**Problem details:** Up to and including the line with "#[derive(Debug, Clone, Default)]", return every line from the start of the entries below exactly.

**The records:**
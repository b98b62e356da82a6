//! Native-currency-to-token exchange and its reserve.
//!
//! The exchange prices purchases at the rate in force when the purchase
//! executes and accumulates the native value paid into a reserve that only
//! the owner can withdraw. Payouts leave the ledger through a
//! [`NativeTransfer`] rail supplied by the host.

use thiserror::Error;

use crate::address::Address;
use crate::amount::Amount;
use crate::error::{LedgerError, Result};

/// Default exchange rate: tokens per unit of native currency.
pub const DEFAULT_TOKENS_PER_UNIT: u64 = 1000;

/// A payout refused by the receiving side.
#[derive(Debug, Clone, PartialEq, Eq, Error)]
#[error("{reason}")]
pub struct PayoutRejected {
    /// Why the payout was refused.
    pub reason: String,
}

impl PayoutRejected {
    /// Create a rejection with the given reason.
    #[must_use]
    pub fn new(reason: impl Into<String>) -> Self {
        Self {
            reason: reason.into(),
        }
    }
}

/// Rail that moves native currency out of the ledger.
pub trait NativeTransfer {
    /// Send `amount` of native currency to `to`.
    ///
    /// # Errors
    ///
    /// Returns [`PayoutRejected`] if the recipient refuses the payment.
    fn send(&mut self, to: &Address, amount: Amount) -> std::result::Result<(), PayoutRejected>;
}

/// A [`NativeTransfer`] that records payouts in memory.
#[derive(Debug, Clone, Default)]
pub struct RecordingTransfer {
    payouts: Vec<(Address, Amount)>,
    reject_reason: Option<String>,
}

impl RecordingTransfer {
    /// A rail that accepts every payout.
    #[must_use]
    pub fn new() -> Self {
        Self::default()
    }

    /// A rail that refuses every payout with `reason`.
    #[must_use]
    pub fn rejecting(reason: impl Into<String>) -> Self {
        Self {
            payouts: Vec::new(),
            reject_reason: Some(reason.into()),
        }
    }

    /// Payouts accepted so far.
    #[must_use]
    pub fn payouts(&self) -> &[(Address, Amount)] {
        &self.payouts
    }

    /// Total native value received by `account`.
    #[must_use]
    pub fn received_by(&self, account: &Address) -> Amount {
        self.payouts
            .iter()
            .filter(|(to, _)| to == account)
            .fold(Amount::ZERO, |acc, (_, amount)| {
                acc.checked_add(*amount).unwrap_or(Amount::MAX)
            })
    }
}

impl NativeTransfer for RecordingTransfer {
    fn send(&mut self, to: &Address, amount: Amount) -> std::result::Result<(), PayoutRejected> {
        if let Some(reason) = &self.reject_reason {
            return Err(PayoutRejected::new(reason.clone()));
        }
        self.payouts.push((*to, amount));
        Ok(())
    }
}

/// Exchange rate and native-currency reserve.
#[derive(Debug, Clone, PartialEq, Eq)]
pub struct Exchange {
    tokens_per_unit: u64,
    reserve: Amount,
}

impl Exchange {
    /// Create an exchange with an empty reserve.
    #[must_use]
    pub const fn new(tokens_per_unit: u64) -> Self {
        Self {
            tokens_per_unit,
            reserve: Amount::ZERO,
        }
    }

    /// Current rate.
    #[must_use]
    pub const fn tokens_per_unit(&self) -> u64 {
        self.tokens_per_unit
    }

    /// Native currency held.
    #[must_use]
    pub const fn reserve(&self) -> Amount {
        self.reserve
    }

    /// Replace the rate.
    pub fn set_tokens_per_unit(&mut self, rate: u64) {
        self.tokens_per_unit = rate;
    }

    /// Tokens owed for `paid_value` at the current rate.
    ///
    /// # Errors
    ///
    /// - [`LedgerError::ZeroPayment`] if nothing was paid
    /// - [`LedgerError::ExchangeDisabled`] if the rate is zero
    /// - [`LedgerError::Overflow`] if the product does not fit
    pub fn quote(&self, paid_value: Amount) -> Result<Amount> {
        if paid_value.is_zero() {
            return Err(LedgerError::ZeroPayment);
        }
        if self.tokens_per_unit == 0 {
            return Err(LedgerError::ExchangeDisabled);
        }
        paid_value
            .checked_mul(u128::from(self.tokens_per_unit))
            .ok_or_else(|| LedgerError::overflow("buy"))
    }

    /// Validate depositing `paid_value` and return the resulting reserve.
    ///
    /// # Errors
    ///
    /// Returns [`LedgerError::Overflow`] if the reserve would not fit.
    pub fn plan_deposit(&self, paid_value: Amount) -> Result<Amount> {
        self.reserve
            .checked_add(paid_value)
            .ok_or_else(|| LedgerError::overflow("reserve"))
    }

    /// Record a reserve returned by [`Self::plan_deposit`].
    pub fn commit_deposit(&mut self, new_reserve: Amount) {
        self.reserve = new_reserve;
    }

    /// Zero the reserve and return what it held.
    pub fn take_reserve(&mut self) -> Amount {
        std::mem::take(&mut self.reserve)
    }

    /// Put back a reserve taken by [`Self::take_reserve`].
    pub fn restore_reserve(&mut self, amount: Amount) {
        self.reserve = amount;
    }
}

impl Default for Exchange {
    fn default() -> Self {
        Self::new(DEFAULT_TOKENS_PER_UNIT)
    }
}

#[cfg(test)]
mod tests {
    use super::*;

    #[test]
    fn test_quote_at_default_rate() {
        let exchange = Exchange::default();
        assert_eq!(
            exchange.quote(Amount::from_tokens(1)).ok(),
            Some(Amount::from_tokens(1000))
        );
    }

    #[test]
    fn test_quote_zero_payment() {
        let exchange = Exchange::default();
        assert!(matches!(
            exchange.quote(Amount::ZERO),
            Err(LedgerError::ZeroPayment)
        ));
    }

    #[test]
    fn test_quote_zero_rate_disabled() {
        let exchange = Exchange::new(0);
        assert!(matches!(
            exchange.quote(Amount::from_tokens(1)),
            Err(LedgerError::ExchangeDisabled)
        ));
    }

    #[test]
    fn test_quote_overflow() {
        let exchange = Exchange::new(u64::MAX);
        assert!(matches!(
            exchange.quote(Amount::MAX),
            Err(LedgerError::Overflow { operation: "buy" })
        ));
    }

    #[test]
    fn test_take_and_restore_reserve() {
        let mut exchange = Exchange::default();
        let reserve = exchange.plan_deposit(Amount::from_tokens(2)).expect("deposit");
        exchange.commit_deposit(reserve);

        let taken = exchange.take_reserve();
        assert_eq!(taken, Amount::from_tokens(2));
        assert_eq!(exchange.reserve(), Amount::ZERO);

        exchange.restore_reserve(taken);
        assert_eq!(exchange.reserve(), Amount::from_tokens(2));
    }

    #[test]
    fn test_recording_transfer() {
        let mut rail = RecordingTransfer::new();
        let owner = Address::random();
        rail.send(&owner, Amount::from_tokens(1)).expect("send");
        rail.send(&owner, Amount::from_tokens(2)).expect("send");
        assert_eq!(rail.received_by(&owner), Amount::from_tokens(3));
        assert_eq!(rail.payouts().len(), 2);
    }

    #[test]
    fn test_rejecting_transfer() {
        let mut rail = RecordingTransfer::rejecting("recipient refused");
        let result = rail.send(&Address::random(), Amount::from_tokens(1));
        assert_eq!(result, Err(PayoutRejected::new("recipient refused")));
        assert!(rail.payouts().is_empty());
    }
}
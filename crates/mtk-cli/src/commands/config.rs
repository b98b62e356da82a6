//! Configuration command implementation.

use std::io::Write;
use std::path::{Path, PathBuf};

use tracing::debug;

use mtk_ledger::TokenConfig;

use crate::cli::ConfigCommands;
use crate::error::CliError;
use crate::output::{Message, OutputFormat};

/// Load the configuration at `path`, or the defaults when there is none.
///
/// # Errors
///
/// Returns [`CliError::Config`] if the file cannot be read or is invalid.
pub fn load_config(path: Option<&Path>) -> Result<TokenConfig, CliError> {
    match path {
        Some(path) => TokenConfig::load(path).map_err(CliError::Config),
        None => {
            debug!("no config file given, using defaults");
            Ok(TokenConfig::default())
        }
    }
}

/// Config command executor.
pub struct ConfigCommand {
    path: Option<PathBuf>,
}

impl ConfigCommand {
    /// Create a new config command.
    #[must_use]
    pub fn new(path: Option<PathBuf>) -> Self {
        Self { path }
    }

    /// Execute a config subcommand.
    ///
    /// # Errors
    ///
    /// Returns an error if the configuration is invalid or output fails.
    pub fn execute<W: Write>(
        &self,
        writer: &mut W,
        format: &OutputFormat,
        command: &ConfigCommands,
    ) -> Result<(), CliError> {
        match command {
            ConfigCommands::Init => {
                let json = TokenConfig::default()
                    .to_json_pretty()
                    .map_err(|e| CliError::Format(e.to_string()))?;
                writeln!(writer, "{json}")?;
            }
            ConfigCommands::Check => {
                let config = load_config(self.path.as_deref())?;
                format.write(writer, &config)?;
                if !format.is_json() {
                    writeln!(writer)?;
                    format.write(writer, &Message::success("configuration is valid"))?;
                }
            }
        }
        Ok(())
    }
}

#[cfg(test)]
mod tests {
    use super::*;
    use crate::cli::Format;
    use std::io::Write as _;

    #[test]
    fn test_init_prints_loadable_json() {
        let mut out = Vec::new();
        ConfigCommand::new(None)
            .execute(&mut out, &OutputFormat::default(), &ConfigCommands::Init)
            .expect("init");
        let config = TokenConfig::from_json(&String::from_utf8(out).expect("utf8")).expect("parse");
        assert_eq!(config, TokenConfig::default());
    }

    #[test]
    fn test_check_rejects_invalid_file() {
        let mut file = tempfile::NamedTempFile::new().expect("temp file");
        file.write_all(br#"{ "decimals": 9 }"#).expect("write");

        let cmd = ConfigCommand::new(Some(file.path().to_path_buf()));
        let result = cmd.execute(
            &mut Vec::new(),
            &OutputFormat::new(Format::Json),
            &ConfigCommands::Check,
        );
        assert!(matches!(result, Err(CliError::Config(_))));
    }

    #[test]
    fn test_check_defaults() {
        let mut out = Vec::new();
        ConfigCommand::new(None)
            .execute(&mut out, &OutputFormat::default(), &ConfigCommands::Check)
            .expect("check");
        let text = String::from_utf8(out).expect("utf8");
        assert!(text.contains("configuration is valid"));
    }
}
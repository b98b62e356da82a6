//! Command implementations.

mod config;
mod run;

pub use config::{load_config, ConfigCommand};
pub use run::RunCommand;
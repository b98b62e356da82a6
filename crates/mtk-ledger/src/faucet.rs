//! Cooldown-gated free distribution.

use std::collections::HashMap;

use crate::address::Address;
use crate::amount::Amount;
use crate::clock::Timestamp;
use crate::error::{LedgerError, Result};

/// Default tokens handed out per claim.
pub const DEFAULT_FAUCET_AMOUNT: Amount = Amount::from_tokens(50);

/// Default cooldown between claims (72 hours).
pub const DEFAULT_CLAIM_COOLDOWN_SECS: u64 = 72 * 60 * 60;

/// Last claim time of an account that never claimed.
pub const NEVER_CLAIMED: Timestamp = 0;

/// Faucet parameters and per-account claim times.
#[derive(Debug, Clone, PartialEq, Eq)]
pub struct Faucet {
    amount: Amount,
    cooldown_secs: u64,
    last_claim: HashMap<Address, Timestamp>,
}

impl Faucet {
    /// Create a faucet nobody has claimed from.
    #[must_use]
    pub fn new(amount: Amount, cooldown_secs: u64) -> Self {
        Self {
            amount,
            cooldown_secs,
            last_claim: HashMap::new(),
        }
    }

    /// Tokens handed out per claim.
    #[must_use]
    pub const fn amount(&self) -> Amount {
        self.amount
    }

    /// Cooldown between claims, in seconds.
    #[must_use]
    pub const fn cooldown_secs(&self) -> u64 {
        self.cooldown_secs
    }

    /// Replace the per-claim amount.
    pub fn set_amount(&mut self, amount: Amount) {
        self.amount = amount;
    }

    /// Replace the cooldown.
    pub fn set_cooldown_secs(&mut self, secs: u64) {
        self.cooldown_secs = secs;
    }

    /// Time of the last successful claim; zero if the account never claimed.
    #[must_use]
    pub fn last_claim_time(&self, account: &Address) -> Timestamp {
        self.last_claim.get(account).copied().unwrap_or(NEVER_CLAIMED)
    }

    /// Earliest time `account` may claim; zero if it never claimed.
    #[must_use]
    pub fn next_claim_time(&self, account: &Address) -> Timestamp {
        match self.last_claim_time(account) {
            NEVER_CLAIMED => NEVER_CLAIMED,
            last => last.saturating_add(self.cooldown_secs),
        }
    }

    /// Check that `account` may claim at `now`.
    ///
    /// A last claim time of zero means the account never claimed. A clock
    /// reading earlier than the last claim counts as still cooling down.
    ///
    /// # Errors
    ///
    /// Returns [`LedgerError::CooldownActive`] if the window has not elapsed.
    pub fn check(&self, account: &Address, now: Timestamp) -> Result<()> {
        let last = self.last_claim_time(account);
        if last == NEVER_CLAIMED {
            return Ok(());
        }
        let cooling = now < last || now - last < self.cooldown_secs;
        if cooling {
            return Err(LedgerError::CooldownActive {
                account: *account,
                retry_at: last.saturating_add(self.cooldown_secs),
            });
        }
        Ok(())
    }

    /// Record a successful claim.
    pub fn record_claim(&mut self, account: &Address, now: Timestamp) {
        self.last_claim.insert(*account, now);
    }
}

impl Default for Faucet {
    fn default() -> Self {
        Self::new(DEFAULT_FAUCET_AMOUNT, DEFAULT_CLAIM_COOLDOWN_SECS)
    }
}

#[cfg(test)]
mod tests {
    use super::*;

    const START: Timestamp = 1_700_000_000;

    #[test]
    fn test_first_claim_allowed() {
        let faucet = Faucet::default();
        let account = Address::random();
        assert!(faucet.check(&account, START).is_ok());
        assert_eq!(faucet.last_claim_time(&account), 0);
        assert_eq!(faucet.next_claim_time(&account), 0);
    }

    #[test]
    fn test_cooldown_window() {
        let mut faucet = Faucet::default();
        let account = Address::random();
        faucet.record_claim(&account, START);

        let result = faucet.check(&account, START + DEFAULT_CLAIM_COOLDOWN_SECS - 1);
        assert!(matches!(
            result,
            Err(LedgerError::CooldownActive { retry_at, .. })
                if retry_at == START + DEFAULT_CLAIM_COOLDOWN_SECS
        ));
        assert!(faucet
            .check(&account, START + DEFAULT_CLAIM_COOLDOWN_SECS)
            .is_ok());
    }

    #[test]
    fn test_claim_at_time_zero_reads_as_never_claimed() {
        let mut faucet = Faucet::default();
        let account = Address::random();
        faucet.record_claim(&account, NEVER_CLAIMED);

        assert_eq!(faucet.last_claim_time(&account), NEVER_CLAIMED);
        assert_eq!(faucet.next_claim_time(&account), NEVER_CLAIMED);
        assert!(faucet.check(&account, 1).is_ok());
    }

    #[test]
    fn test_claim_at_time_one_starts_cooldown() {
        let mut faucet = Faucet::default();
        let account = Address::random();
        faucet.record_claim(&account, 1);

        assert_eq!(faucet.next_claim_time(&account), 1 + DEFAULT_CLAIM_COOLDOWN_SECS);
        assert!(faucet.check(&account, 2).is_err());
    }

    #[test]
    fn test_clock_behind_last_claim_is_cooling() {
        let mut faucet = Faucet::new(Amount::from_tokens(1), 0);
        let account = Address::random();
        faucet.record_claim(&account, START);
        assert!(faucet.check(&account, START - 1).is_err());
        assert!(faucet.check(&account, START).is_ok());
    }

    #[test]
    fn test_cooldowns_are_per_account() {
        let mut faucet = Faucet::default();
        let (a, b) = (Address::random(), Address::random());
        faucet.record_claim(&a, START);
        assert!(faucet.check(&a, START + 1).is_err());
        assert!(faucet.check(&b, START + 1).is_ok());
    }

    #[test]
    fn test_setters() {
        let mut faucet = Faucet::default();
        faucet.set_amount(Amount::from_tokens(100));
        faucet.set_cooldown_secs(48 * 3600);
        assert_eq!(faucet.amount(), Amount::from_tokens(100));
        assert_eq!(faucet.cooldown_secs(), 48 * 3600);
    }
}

**Answer for the task:**
repository b98b62e356da82a6
//! Native-currency-to-token exchange and its reserve.
//!
//! The exchange prices purchases at the rate in force when the purchase
//! executes and accumulates the native value paid into a reserve that only
//! the owner can withdraw. Payouts leave the ledger through a
//! [`NativeTransfer`] rail supplied by the host.

use thiserror::Error;

use crate::address::Address;
use crate::amount::Amount;
use crate::error::{LedgerError, Result};

/// Default exchange rate: tokens per unit of native currency.
pub const DEFAULT_TOKENS_PER_UNIT: u64 = 1000;

/// A payout refused by the receiving side.
#[derive(Debug, Clone, PartialEq, Eq, Error)]
#[error("{reason}")]
pub struct PayoutRejected {
    /// Why the payout was refused.
    pub reason: String,
}

impl PayoutRejected {
    /// Create a rejection with the given reason.
    #[must_use]
    pub fn new(reason: impl Into<String>) -> Self {
        Self {
            reason: reason.into(),
        }
    }
}

/// Rail that moves native currency out of the ledger.
pub trait NativeTransfer {
    /// Send `amount` of native currency to `to`.
    ///
    /// # Errors
    ///
    /// Returns [`PayoutRejected`] if the recipient refuses the payment.
    fn send(&mut self, to: &Address, amount: Amount) -> std::result::Result<(), PayoutRejected>;
}

/// A [`NativeTransfer`] that records payouts in memory.
#[derive(Debug, Clone, Default)]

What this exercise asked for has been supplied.